We will need to develop new alignment techniques as our models become more powerful (and tests to understand when our current techniques fail). Our short term plan is to use AI to help humans evaluate the results of more complex models and monitor complex systems, and longer term to use AI to help us generate new ideas for better alignment techniques.

Importantly, we believe we often need to advance security and AI capabilities together. It is a false dichotomy to talk about them separately; they are correlated in many ways. Our best security work comes from working with our most capable role models. That being said, it is important that the ratio of security progress to capacity progress increases.

Third, we look forward to a global conversation on three key questions: how to govern these systems, how to fairly distribute the benefits they generate, and how to fairly share access.

In addition to these three areas, we have tried to set up our structure in a way that aligns our incentives with a good result. We have a clause in our Charter about helping other organizations promote safety rather than competing with them in the late stage of AGI’s development. We have a cap on the returns that our shareholders can earn so that we are not incentivized to try to capture value without limits and risk implementing something potentially catastrophically dangerous (and, of course, as a way to share the benefits with society). We have a non-profit organization that governs us and allows us to operate for the good of humanity (and can override any for-profit interest), including allowing us to do things like pay off our capital obligations to shareholders if necessary for security and sponsor the most comprehensive UBI in the world. experiment.

We have tried to set up our structure in a way that aligns our incentives with a good result.

We think it’s important that efforts like ours be independently audited before launching new systems; We will talk about this in more detail later this year. At some point, it may be important to get an independent review before starting to train future systems, and for more advanced efforts to agree to limit the growth rate of the computation used to create new models. We believe public standards for when an AGI effort should stop a training run, decide if it’s safe to release a model, or retire a model from production use are important. Finally, we believe it is important that the world’s leading governments have knowledge about training races above a certain scale.

the long-term

We believe that the future of humanity should be determined by humanity and that it is important to share information about progress with the public. There must be great scrutiny of all efforts trying to build AGI and public consultation for important decisions.

The first AGI will be just a point along the intelligence continuum. We think progress is likely to continue from there, possibly maintaining the rate of progress we’ve seen over the past decade for a long period of time. If this is true, the world could become vastly different from what it is today, and the risks could be extraordinary. A misaligned super-intelligent AGI could do serious damage to the world; an autocratic regime with decisive superintelligence might as well.

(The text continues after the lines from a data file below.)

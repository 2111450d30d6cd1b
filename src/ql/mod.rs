//! Query language front end
//!
//! This module turns a request URL into a `RequestDescriptor`: the resource
//! path, the `$filter` tree and the remaining system query options.

pub mod ast;
pub mod options;
pub mod parser;
pub mod path;
pub mod request;
pub mod segmenter;

pub use ast::{FieldRef, FilterExpression};
pub use options::{ExpandItem, OrderBy, QueryOptions, SortDirection};
pub use path::{KeyPredicate, NavigationPath, PathError, PathSegment};
pub use request::{ODataParser, RequestDescriptor};

use crate::core::errors::Result;

/// Parse a request URL with no service root
pub fn parse_request(url: &str) -> Result<RequestDescriptor> {
    ODataParser::new().parse(url)
}
/// Coerce a literal token to its typed value
fn build_literal(pair: Pair<Rule>) -> std::result::Result<Value, String> {
    let text = pair.as_str();
    match pair.as_rule() {
        Rule::null_literal => Ok(Value::Null),
        Rule::boolean_literal => Ok(Value::Boolean(text == "true")),
        Rule::guid_literal => Uuid::parse_str(text)
            .map(Value::Guid)
            .map_err(|e| format!("invalid guid literal: {}", e)),
        Rule::datetime_literal => parse_datetime(text).map(Value::DateTime),
        Rule::date_literal => NaiveDate::parse_from_str(text, "%Y-%m-%d")
            .map(Value::Date)
            .map_err(|e| format!("invalid date literal: {}", e)),
        Rule::number_literal => {
            if text.contains(['.', 'e', 'E']) {
                text.parse::<f64>()
                    .map(Value::Float)
                    .map_err(|e| format!("invalid number: {}", e))
            } else {
                text.parse::<i64>()
                    .map(Value::Integer)
                    .map_err(|e| format!("integer out of range: {}", e))
            }
        },
        Rule::string_literal => {
            let content = pair.into_inner().next().map(|p| p.as_str()).unwrap_or("");
            Ok(Value::String(content.replace("''", "'")))
        },
        other => Err(format!("unexpected literal rule {:?}", other)),
    }
}

/// Accept `YYYY-MM-DDTHH:MM[:SS[.fff]][zone]`; a missing zone means UTC
fn parse_datetime(text: &str) -> std::result::Result<DateTime<chrono::FixedOffset>, String> {
    let (date, rest) = text.split_once('T')
        .ok_or_else(|| format!("invalid datetime literal: {}", text))?;

    let zone_at = rest.find(['Z', '+', '-']).unwrap_or(rest.len());
    let (time, zone) = rest.split_at(zone_at);
    let time = if time.len() == 5 { format!("{}:00", time) } else { time.to_string() };
    let zone = if zone.is_empty() { "Z" } else { zone };

    DateTime::parse_from_rfc3339(&format!("{}T{}{}", date, time, zone))
        .map_err(|e| format!("invalid datetime literal: {}", e))
}

fn build_segment(pair: Pair<Rule>) -> Result<PathSegment> {
    let mut inner = pair.into_inner();
    let name = next_pair(&mut inner, "segment name")?.as_str().to_string();

    let key = match inner.next() {
        Some(predicate) => Some(build_key_predicate(predicate)?),
        None => None,
    };

    Ok(PathSegment { name, key })
}

fn build_key_predicate(pair: Pair<Rule>) -> Result<KeyPredicate> {
    let body = next_pair(&mut pair.into_inner(), "key predicate")?;

    match body.as_rule() {
        Rule::named_keys => {
            let mut named = Vec::new();
            for key_pair in body.into_inner() {
                let mut parts = key_pair.into_inner();
                let field = next_pair(&mut parts, "key field")?.as_str().to_string();
                let value = key_value(next_pair(&mut parts, "key value")?)?;
                if named.iter().any(|(f, _): &(String, Value)| f == &field) {
                    return Err(PathError::InvalidFormat(format!("key field {} repeated", field)).into());
                }
                named.push((field, value));
            }
            if named.len() == 1 {
                let (field, value) = named.remove(0);
                Ok(KeyPredicate::Unique(field, value))
            } else {
                Ok(KeyPredicate::Composite(named))
            }
        },
        Rule::positional_keys => {
            let mut values = body.into_inner()
                .map(key_value)
                .collect::<Result<Vec<_>>>()?;
            if values.len() == 1 {
                Ok(KeyPredicate::Scalar(values.remove(0)))
            } else {
                Ok(KeyPredicate::Positional(values))
            }
        },
        other => Err(ODataError::InvalidOperation(format!("unexpected key rule {:?}", other))),
    }
}
use anyhow::Result;

use qodata::core::store::QueryResult;
use qodata::engine::QueryPlan;
use qodata::ql::RequestDescriptor;

/// Renders command output in one format
pub trait Formatter {
    fn format_request(&self, request: &RequestDescriptor) -> Result<String>;

    fn format_plan(&self, plan: &QueryPlan) -> Result<String>;

    fn format_result(&self, result: &QueryResult, next_link: Option<&str>) -> Result<String>;

    /// Entity set name and description pairs
    fn format_sets(&self, sets: &[(String, String)]) -> Result<String>;

    fn format_error(&self, error: &str) -> String;

    fn format_info(&self, info: &str) -> String;

    fn format_success(&self, success: &str) -> String;
}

AI that can speed up science is a special case worth thinking about, and perhaps more shocking than anything else. It’s possible that AGI capable enough of speeding up its own progress could cause major changes to happen surprisingly quickly (and even if the transition starts slowly, we expect it to happen quite quickly in the later stages). We believe that a slower takeoff is easier to make safe, and coordination between AGI’s efforts to slow down at critical points will likely be important (even in a world where we don’t need to do this to resolve technical alignment issues, slowing down may be important to give society enough time to adjust).

The successful transition to a super-intelligence world is perhaps the most important, hopeful, and terrifying project in human history. Success is far from guaranteed, and hopefully the stakes (unlimited downsides and unlimited upsides) will bring us all together.

We can envision a world in which humanity flourishes to a degree that is probably impossible for any of us yet to fully envision. We hope to bring to the world an AGI aligned with such flourishing.